SEATTLE -- Richie Sexson had postgame ice on his shoulder. Ice on his knee. And, finally, fans off his back.
The struggling slugger, vilified for two seasons in Seattle, hit a tiebreaking, two-run homer, Carlos Silva worked eight effective innings and the Mariners again beat their AL West nemesis Los Angeles Angels 8-3 Saturday night.
"It's nice to do something well at home," said Sexson, a native of southwest Washington who is trying to rebound in a contract year from career lows in 2007.
His homer off Jon Garland in the fifth came after he popped out with the bases loaded, drawing more boos from the crowd.
"They want me to do good. I've never had a beef with the fans. I didn't think it was odd that they were cheering me," he said with a chuckle. "I think they like me as a guy. They just want to see me do good."
Two weeks into their promising season, the Mariners are doing good. They've already done something they did only once last year: win a series against the Angels.
Raul Ibanez hit his third home run in two games for Seattle, which in 2007 lost 13 of 19 games to Los Angeles and finished six games behind the Angels in the West.
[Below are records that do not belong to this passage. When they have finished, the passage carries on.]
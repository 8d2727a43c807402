//! Fixed-size message transport over a pipe
//!
//! Each message is one `c_int` signal number in native byte order. The
//! size is below `PIPE_BUF`, so every write(2) lands atomically and
//! concurrent writers cannot interleave partial messages.
//!
//! `write_message` is async-signal-safe: raw write(2) on a stack buffer,
//! no allocation, no locks.

use std::os::fd::{AsRawFd, BorrowedFd, OwnedFd, RawFd};

use libc::c_int;
use nix::errno::Errno;
use nix::fcntl::OFlag;
use thiserror::Error;

use crate::error::Result;

/// Size of one relay message in bytes
pub const MESSAGE_SIZE: usize = std::mem::size_of::<c_int>();

const _: () = assert!(MESSAGE_SIZE <= libc::PIPE_BUF);

/// Transfer failure on the relay pipe
///
/// Holds no heap data so it can be produced in signal context.
#[derive(Error, Debug, Clone, Copy, PartialEq, Eq)]
pub enum TransportError {
    #[error("short transfer of {0} bytes")]
    Short(usize),

    #[error("transfer failed: {0}")]
    Errno(Errno),
}

/// Both ends of a freshly created relay pipe
#[derive(Debug)]
pub struct SignalPipe {
    read: OwnedFd,
    write: OwnedFd,
}

impl SignalPipe {
    /// Create the pipe; both ends are close-on-exec
    pub fn new() -> Result<Self> {
        let (read, write) = nix::unistd::pipe2(OFlag::O_CLOEXEC)?;
        Ok(Self { read, write })
    }

    /// Split into `(read, write)`
    pub fn into_parts(self) -> (OwnedFd, OwnedFd) {
        (self.read, self.write)
    }
}

/// Write one message, retrying on EINTR
pub fn write_message(fd: RawFd, signal: c_int) -> std::result::Result<(), TransportError> {
    let bytes = signal.to_ne_bytes();
    loop {
        // SAFETY: `bytes` is a live stack buffer of MESSAGE_SIZE bytes.
        let n = unsafe { libc::write(fd, bytes.as_ptr().cast(), MESSAGE_SIZE) };
        if n < 0 {
            match Errno::last() {
                Errno::EINTR => continue,
                errno => return Err(TransportError::Errno(errno)),
            }
        }
        return if n as usize == MESSAGE_SIZE {
            Ok(())
        } else {
            Err(TransportError::Short(n as usize))
        };
    }
}

/// Read one message, retrying on EINTR
///
/// End of file counts as a short read.
pub fn read_message(fd: BorrowedFd<'_>) -> std::result::Result<c_int, TransportError> {
    let mut bytes = [0u8; MESSAGE_SIZE];
    loop {
        // SAFETY: `bytes` is a live stack buffer of MESSAGE_SIZE bytes.
        let n = unsafe { libc::read(fd.as_raw_fd(), bytes.as_mut_ptr().cast(), MESSAGE_SIZE) };
        if n < 0 {
            match Errno::last() {
                Errno::EINTR => continue,
                errno => return Err(TransportError::Errno(errno)),
            }
        }
        return if n as usize == MESSAGE_SIZE {
            Ok(c_int::from_ne_bytes(bytes))
        } else {
            Err(TransportError::Short(n as usize))
        };
    }
}

#[cfg(test)]
mod tests {
    use super::*;
    use std::os::fd::AsFd;

    #[test]
    fn test_message_size_is_int() {
        assert_eq!(MESSAGE_SIZE, 4);
    }

    #[test]
    fn test_messages_arrive_in_write_order() {
        let (read, write) = SignalPipe::new().unwrap().into_parts();

        for signal in [libc::SIGINT, libc::SIGQUIT, libc::SIGTERM, libc::SIGHUP] {
            write_message(write.as_raw_fd(), signal).unwrap();
        }
        for expected in [libc::SIGINT, libc::SIGQUIT, libc::SIGTERM, libc::SIGHUP] {
            assert_eq!(read_message(read.as_fd()).unwrap(), expected);
        }
    }

    #[test]
    fn test_partial_message_is_short_read() {
        let (read, write) = SignalPipe::new().unwrap().into_parts();
        nix::unistd::write(&write, &[1u8, 2]).unwrap();
        assert_eq!(read_message(read.as_fd()), Err(TransportError::Short(2)));
    }

    #[test]
    fn test_closed_writer_is_short_read() {
        let (read, write) = SignalPipe::new().unwrap().into_parts();
        drop(write);
        assert_eq!(read_message(read.as_fd()), Err(TransportError::Short(0)));
    }

    #[test]
    fn test_write_to_closed_descriptor_fails() {
        assert_eq!(
            write_message(-1, libc::SIGHUP),
            Err(TransportError::Errno(Errno::EBADF))
        );
    }
}
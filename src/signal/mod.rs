//! Signal delivery into the main loop
//!
//! ```text
//! signal context                     main loop context
//! trap_signal ── write(c_int) ──> pipe ──> dispatch_signal_event ──> handler
//!      └── EscalationCounter (2nd SIGINT/SIGQUIT/SIGTERM => abort)
//! ```

pub mod escalation;
pub mod relay;
pub mod transport;

pub use escalation::{Escalation, EscalationCounter, ESCALATION_LIMIT};
pub use relay::{
    dispatch_signal_event, init_signal_relay, relay_state, termination_count, watch_conditions,
    RelayState, TRAPPED_SIGNALS,
};
pub use transport::{read_message, write_message, SignalPipe, TransportError, MESSAGE_SIZE};

pub use nix::sys::signal::Signal;
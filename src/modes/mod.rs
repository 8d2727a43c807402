//! Dynamic USB mode configuration
//!
//! Mode descriptions are read from one of two directories (normal or
//! diagnostic) into a sorted, owned catalog:
//!
//! ```text
//! ModeCatalogStore (active catalog, reload = full replace)
//!     └── ModeCatalog (sorted by name)
//!             └── ConfigDirectoryScanner (one root per scan)
//!                     └── parse_mode_file (key file -> validated ModeRecord)
//! ```

pub mod catalog;
pub mod parser;
pub mod record;
pub mod scanner;
pub mod store;

pub use catalog::ModeCatalog;
pub use parser::{parse_mode_file, try_parse_mode_file, ParseOptions};
pub use record::{ExtraSysfs, ModeFields, ModeRecord, ModeRejection, NetworkCache};
pub use scanner::{ConfigDirectoryScanner, ModeDirs, DEFAULT_DIAG_MODE_DIR, DEFAULT_MODE_DIR};
pub use store::ModeCatalogStore;

/// Build a catalog from the default roots
pub fn load_catalog(diagnostic: bool) -> ModeCatalog {
    ModeCatalog::build(&ConfigDirectoryScanner::default(), diagnostic)
}

/// Release a catalog and every record it owns
pub fn release_catalog(catalog: ModeCatalog) {
    catalog.release();
}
"It's only two games, but right now we feel good, because last year they kicked us all the way through the season," Jose Vidro said after his two singles and two RBI.
The Angels, winners of three of the last four AL West titles, aren't paying much attention to the upstart Mariners yet. They're too focused on going 4-for-28 with runners in scoring position in the series, dealing with a ragged bullpen and being without their top two starters, John Lackey and Kelvim Escobar.
Silva (2-0) gave up 11 hits, his most since Aug. 27, 2006, when he was with Minnesota. But thanks largely to three double-play grounders by Gary Matthews Jr., Silva allowed only three runs to continue his impressive debut with Seattle since signing a $48 million contract.
"That's the way I pitch," said Silva, who walked one and threw 98 pitches before Sean Green finished the ninth. "I trust my defense and I don't like to walk people."
Matthews' double plays were a career high in game for him.
"We're not firing on all cylinders," Angels manager Mike Scioscia said. "I don't think anyone is feeling totally into the game at the plate."
Sexson finally is.
After beginning his offseason by hitting earlier than he usually does, Sexson says he's feeling as great as he ever has this early in a season. His .205 average last year was the lowest among those with at least 312 at-bats, and his 21 homers and 63 RBI were career lows for a season without a major injury.
Now he's got nine RBI in 12 games.
"If I feel the way I feel right now all season, I'm going to have a big year," said the slugger, who is making $14 million this season. "My bat is as quick as it's ever been."
The Angels took a 3-2 lead in the fifth on a run-scoring double-play grounder by Matthews. Then they felt the sting of center fielder Torii Hunter's bruised toe.
Hunter's injury forced him to be the designated hitter and put Friday's DH, 35-year-old Garret Anderson, in left field. Anderson ran down Adrian Beltre's catchable flyball in the fifth but had it slap off the end of his glove.
Instead of the third out, Beltre had a double. Vidro singled him home to tie the game.
Sexson then sent Garland's 2-1 pitch over the wall in right-center field for his second home run to put the Mariners up 5-3.
Garland (1-2) allowed 12 hits and six runs -- three earned -- in 5 1/3 innings. He walked one.
Hunter, who hurt his toe late in Friday's game while running into the outfield wall chasing down a triple, hinted he could have played in the field and might on Sunday.
- After successfully testing his sprained right ankle by throwing Friday, Angels closer Francisco Rodriguez told Scioscia he was ready to return for the first time since Monday.
- Putz completed a fourth consecutive pain-free day of throwing on flat ground. He's been out since April 1 with a ribcage injury. The Mariners still don't know when he may return.
- Angels 2B Howie Kendrick went 3-for-4 after missing three games with a jammed right thumb.